== Task details ==
Given the listing below, write out exactly the lines starting with the line that has "impl Default for CollectorConfig" and going on through the line that has "Artists classified concurrently", both kept.

== Data in this exercise ==

= = = = = = =

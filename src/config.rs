use anyhow::{Context, Result};
use serde::{Deserialize, Serialize};
use std::path::{Path, PathBuf};
use tracing::info;

#[derive(Debug, Clone, Serialize, Deserialize)]
#[serde(default)]
pub struct Config {
    pub general: GeneralConfig,

    pub collectors: CollectorsConfig,

    pub classification: ClassificationConfig,

    pub batch: BatchConfig,

    #[serde(default)]
    pub observability: ObservabilityConfig,
}

#[derive(Debug, Clone, Serialize, Deserialize)]
#[serde(default)]
pub struct GeneralConfig {
    pub database_path: String,

    pub log_level: String,

    /// "pretty" (default) or "json"
    pub log_format: String,

    /// Number of tokio worker threads (default: 2)
    /// Set to 0 to use the number of CPU cores
    pub worker_threads: usize,

    /// Maximum database connections (default: 5)
    pub max_db_connections: u32,

    /// Minimum database connections (default: 1)
    pub min_db_connections: u32,
}

impl Default for GeneralConfig {
    fn default() -> Self {
        Self {
            database_path: "sqlite:data/sayu-apt.db".to_string(),
            log_level: "info".to_string(),
            log_format: "pretty".to_string(),
            worker_threads: 2,
            max_db_connections: 5,
            min_db_connections: 1,
        }
    }
}

#[derive(Debug, Clone, Serialize, Deserialize)]
#[serde(default)]
pub struct CollectorsConfig {
    /// Sent with every request; Wikimedia rejects anonymous agents.
    pub user_agent: String,

    pub wikipedia: CollectorConfig,

    pub met_museum: CollectorConfig,

    pub pageviews: CollectorConfig,

    /// Number of Met objects fetched per artist for department/tag terms
    pub met_sample_objects: usize,
}

impl Default for CollectorsConfig {
    fn default() -> Self {
        Self {
            user_agent: "SayuApt/0.1 (artist classification batch)".to_string(),
            wikipedia: CollectorConfig::with_base_url("https://en.wikipedia.org/api/rest_v1"),
            met_museum: CollectorConfig {
                requests_per_second: 5,
                ..CollectorConfig::with_base_url(
                    "https://collectionapi.metmuseum.org/public/collection/v1",
                )
            },
            pageviews: CollectorConfig::with_base_url(
                "https://wikimedia.org/api/rest_v1/metrics/pageviews",
            ),
            met_sample_objects: 3,
        }
    }
}

#[derive(Debug, Clone, Serialize, Deserialize)]
#[serde(default)]
pub struct CollectorConfig {
    pub enabled: bool,

    pub base_url: String,

    /// Upper bound for one collector call, including every request it makes
    pub timeout_seconds: u64,

    /// Global limit shared by all artists in a batch
    pub requests_per_second: u32,

    pub cache_ttl_hours: i64,

    /// Name of an environment variable holding a bearer token
    pub api_token_env: Option<String>,
}

impl CollectorConfig {
    fn with_base_url(base_url: &str) -> Self {
        Self {
            base_url: base_url.to_string(),
            ..Self::default()
        }
    }

    #[must_use]
    pub fn api_token(&self) -> Option<String> {
        self.api_token_env
            .as_deref()
            .and_then(|name| std::env::var(name).ok())
            .filter(|token| !token.trim().is_empty())
    }
}

impl Default for CollectorConfig {
    fn default() -> Self {
        Self {
            enabled: true,
            base_url: String::new(),
            timeout_seconds: 8,
            requests_per_second: 1,
            cache_ttl_hours: crate::constants::cache::EVIDENCE_TTL_HOURS,
            api_token_env: None,
        }
    }
}

#[derive(Debug, Clone, Serialize, Deserialize)]
#[serde(default)]
pub struct ClassificationConfig {
    /// Below this, the best code is not considered separated from the rest
    pub min_separation: f64,

    /// Secondary codes further than this from the best one are dropped
    pub secondary_distance_cutoff: f64,

    /// Maximum number of primary types per profile (1-3)
    pub max_types: usize,

    /// Leave the profile empty instead of writing a low-confidence tiebreak
    pub unknown_on_low_separation: bool,
}

impl Default for ClassificationConfig {
    fn default() -> Self {
        Self {
            min_separation: 4.0,
            secondary_distance_cutoff: 60.0,
            max_types: 3,
            unknown_on_low_separation: false,
        }
    }
}

#[derive(Debug, Clone, Serialize, Deserialize)]
#[serde(default)]
pub struct BatchConfig {
    /// Artists classified concurrently
    pub parallelism: usize,

    /// Pause before each artist, in milliseconds
    pub delay_millis: u64,

    /// Claims older than this are considered abandoned
    pub claim_ttl_seconds: i64,
}

impl Default for BatchConfig {
    fn default() -> Self {
        Self {
            parallelism: 2,
            delay_millis: 0,
            claim_ttl_seconds: 600,
        }
    }
}

#[derive(Debug, Clone, Serialize, Deserialize)]
#[serde(default)]
pub struct ObservabilityConfig {
    pub metrics_enabled: bool,

    /// Prometheus textfile written after each batch run
    pub metrics_path: Option<String>,

    pub loki_enabled: bool,

    pub loki_url: String,

    pub loki_labels: std::collections::HashMap<String, String>,
}

impl Default for ObservabilityConfig {
    fn default() -> Self {
        let mut labels = std::collections::HashMap::new();
        labels.insert("app".to_string(), "sayu-apt".to_string());

        Self {
            metrics_enabled: false,
            metrics_path: None,
            loki_enabled: false,
            loki_url: "http://localhost:3100".to_string(),
            loki_labels: labels,
        }
    }
}

impl Default for Config {
    fn default() -> Self {
        Self {
            general: GeneralConfig::default(),
            collectors: CollectorsConfig::default(),
            classification: ClassificationConfig::default(),
            batch: BatchConfig::default(),
            observability: ObservabilityConfig::default(),
        }
    }
}

impl Config {
    pub fn load() -> Result<Self> {
        let paths = Self::config_paths();

        for path in &paths {
            if path.exists() {
                info!("Loading config from: {}", path.display());
                return Self::load_from_path(path);
            }
        }

        info!("No config file found, using defaults");
        Ok(Self::default())
    }

    pub fn load_from_path(path: &Path) -> Result<Self> {
        let content = std::fs::read_to_string(path)
            .with_context(|| format!("Failed to read config file: {}", path.display()))?;

        let config: Self = toml::from_str(&content)
            .with_context(|| format!("Failed to parse config file: {}", path.display()))?;

        Ok(config)
    }

    pub fn save_to_path(&self, path: &Path) -> Result<()> {
        if let Some(parent) = path.parent() {
            std::fs::create_dir_all(parent)?;
        }

        let content = toml::to_string_pretty(self)?;
        std::fs::write(path, content)?;
        info!("Config saved to: {}", path.display());
        Ok(())
    }

    fn config_paths() -> Vec<PathBuf> {
        let mut paths = vec![];

        paths.push(PathBuf::from("config.toml"));

        if let Some(config_dir) = dirs::config_dir() {
            paths.push(config_dir.join("sayu-apt").join("config.toml"));
        }

        if let Some(home) = dirs::home_dir() {
            paths.push(home.join(".sayu-apt").join("config.toml"));
        }

        paths
    }

    fn default_config_path() -> PathBuf {
        PathBuf::from("config.toml")
    }

    pub fn create_default_if_missing() -> Result<bool> {
        let path = Self::default_config_path();
        if path.exists() {
            Ok(false)
        } else {
            let config = Self::default();
            config.save_to_path(&path)?;
            info!("Created default config file: {}", path.display());
            Ok(true)
        }
    }

    pub fn validate(&self) -> Result<()> {
        if !(1..=3).contains(&self.classification.max_types) {
            anyhow::bail!("classification.max_types must be between 1 and 3");
        }

        if self.classification.min_separation < 0.0 {
            anyhow::bail!("classification.min_separation cannot be negative");
        }

        if self.batch.parallelism == 0 {
            anyhow::bail!("batch.parallelism must be > 0");
        }

        for (name, collector) in self.collector_configs() {
            if !collector.enabled {
                continue;
            }
            if collector.base_url.is_empty() {
                anyhow::bail!("collectors.{name}.base_url cannot be empty when enabled");
            }
            if collector.requests_per_second == 0 {
                anyhow::bail!("collectors.{name}.requests_per_second must be > 0");
            }
            if collector.timeout_seconds == 0 {
                anyhow::bail!("collectors.{name}.timeout_seconds must be > 0");
            }
        }

        let max_parallelism = self.max_parallelism();
        if self.batch.parallelism > max_parallelism {
            anyhow::bail!(
                "batch.parallelism is {} but the collector rate limits serve at most {max_parallelism} \
                 artists within their timeouts",
                self.batch.parallelism
            );
        }

        Ok(())
    }

    /// Largest batch parallelism the enabled collectors can serve without
    /// requests queued on their rate limiter outliving the per-call timeout.
    #[must_use]
    pub fn max_parallelism(&self) -> usize {
        self.collector_configs()
            .into_iter()
            .filter(|(_, collector)| collector.enabled)
            .map(|(name, collector)| {
                let budget =
                    u64::from(collector.requests_per_second).saturating_mul(collector.timeout_seconds);
                budget / self.requests_per_lookup(name)
            })
            .min()
            .map_or(usize::MAX, |max| usize::try_from(max).unwrap_or(usize::MAX))
            .max(1)
    }

    /// Upper bound on HTTP requests one collector makes for a single artist.
    fn requests_per_lookup(&self, source: &str) -> u64 {
        match source {
            // summary, then the "(painter)" and "(artist)" disambiguations
            "wikipedia" => 3,
            "met_museum" => u64::try_from(self.collectors.met_sample_objects)
                .unwrap_or(u64::MAX)
                .saturating_add(1),
            _ => 1,
        }
    }

    #[must_use]
    pub fn collector_configs(&self) -> [(&'static str, &CollectorConfig); 3] {
        [
            ("wikipedia", &self.collectors.wikipedia),
            ("met_museum", &self.collectors.met_museum),
            ("pageviews", &self.collectors.pageviews),
        ]
    }
}

#[cfg(test)]
mod tests {
    use super::*;

    #[test]
    fn test_default_config() {
        let config = Config::default();
        assert_eq!(config.classification.max_types, 3);
        assert_eq!(config.batch.parallelism, 2);
        assert_eq!(config.collectors.wikipedia.requests_per_second, 1);
        assert_eq!(config.collectors.met_museum.requests_per_second, 5);
        assert_eq!(config.collectors.pageviews.cache_ttl_hours, 24);
        assert!(config.validate().is_ok());
    }

    #[test]
    fn test_config_serialization() {
        let config = Config::default();
        let toml_str = toml::to_string_pretty(&config).unwrap();
        assert!(toml_str.contains("[general]"));
        assert!(toml_str.contains("[collectors.wikipedia]"));
        assert!(toml_str.contains("[classification]"));
    }

    #[test]
    fn test_config_deserialization() {
        let toml_str = r#"
            [general]
            log_level = "debug"

            [collectors.met_museum]
            enabled = false

            [batch]
            parallelism = 4
        "#;

        let config: Config = toml::from_str(toml_str).unwrap();
        assert_eq!(config.general.log_level, "debug");
        assert!(!config.collectors.met_museum.enabled);
        assert_eq!(config.batch.parallelism, 4);

        assert!(config.collectors.wikipedia.enabled);
        assert_eq!(config.collectors.wikipedia.timeout_seconds, 8);
    }

    #[test]
    fn test_validate_rejects_bad_values() {
        let mut config = Config::default();
        config.classification.max_types = 4;
        assert!(config.validate().is_err());

        let mut config = Config::default();
        config.collectors.pageviews.requests_per_second = 0;
        assert!(config.validate().is_err());

        config.collectors.pageviews.enabled = false;
        assert!(config.validate().is_ok());
    }

    #[test]
    fn test_parallelism_is_capped_by_rate_limits() {
        let mut config = Config::default();
        // wikipedia: 1 rps over 8s, three requests per artist
        assert_eq!(config.max_parallelism(), 2);

        config.batch.parallelism = 3;
        assert!(config.validate().is_err());

        config.collectors.wikipedia.requests_per_second = 3;
        // met_museum: 5 rps over 8s, search plus three objects
        assert_eq!(config.max_parallelism(), 8);
        assert!(config.validate().is_ok());

        config.collectors.wikipedia.timeout_seconds = 1;
        config.collectors.pageviews.timeout_seconds = 1;
        assert_eq!(config.max_parallelism(), 1);

        config.collectors.wikipedia.enabled = false;
        config.collectors.met_museum.enabled = false;
        config.collectors.pageviews.enabled = false;
        assert_eq!(config.max_parallelism(), usize::MAX);
    }
}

= = = = = = =

== Your response ==
impl Default for CollectorConfig {
    fn default() -> Self {
        Self {
            enabled: true,
            base_url: String::new(),
            timeout_seconds: 8,
            requests_per_second: 1,
            cache_ttl_hours: crate::constants::cache::EVIDENCE_TTL_HOURS,
            api_token_env: None,
        }
    }
}

#[derive(Debug, Clone, Serialize, Deserialize)]
#[serde(default)]
pub struct ClassificationConfig {
    /// Below this, the best code is not considered separated from the rest
    pub min_separation: f64,

    /// Secondary codes further than this from the best one are dropped
    pub secondary_distance_cutoff: f64,

    /// Maximum number of primary types per profile (1-3)
    pub max_types: usize,

    /// Leave the profile empty instead of writing a low-confidence tiebreak
    pub unknown_on_low_separation: bool,
}

impl Default for ClassificationConfig {
    fn default() -> Self {
        Self {
            min_separation: 4.0,
            secondary_distance_cutoff: 60.0,
            max_types: 3,
            unknown_on_low_separation: false,
        }
    }
}

#[derive(Debug, Clone, Serialize, Deserialize)]
#[serde(default)]
pub struct BatchConfig {
    /// Artists classified concurrently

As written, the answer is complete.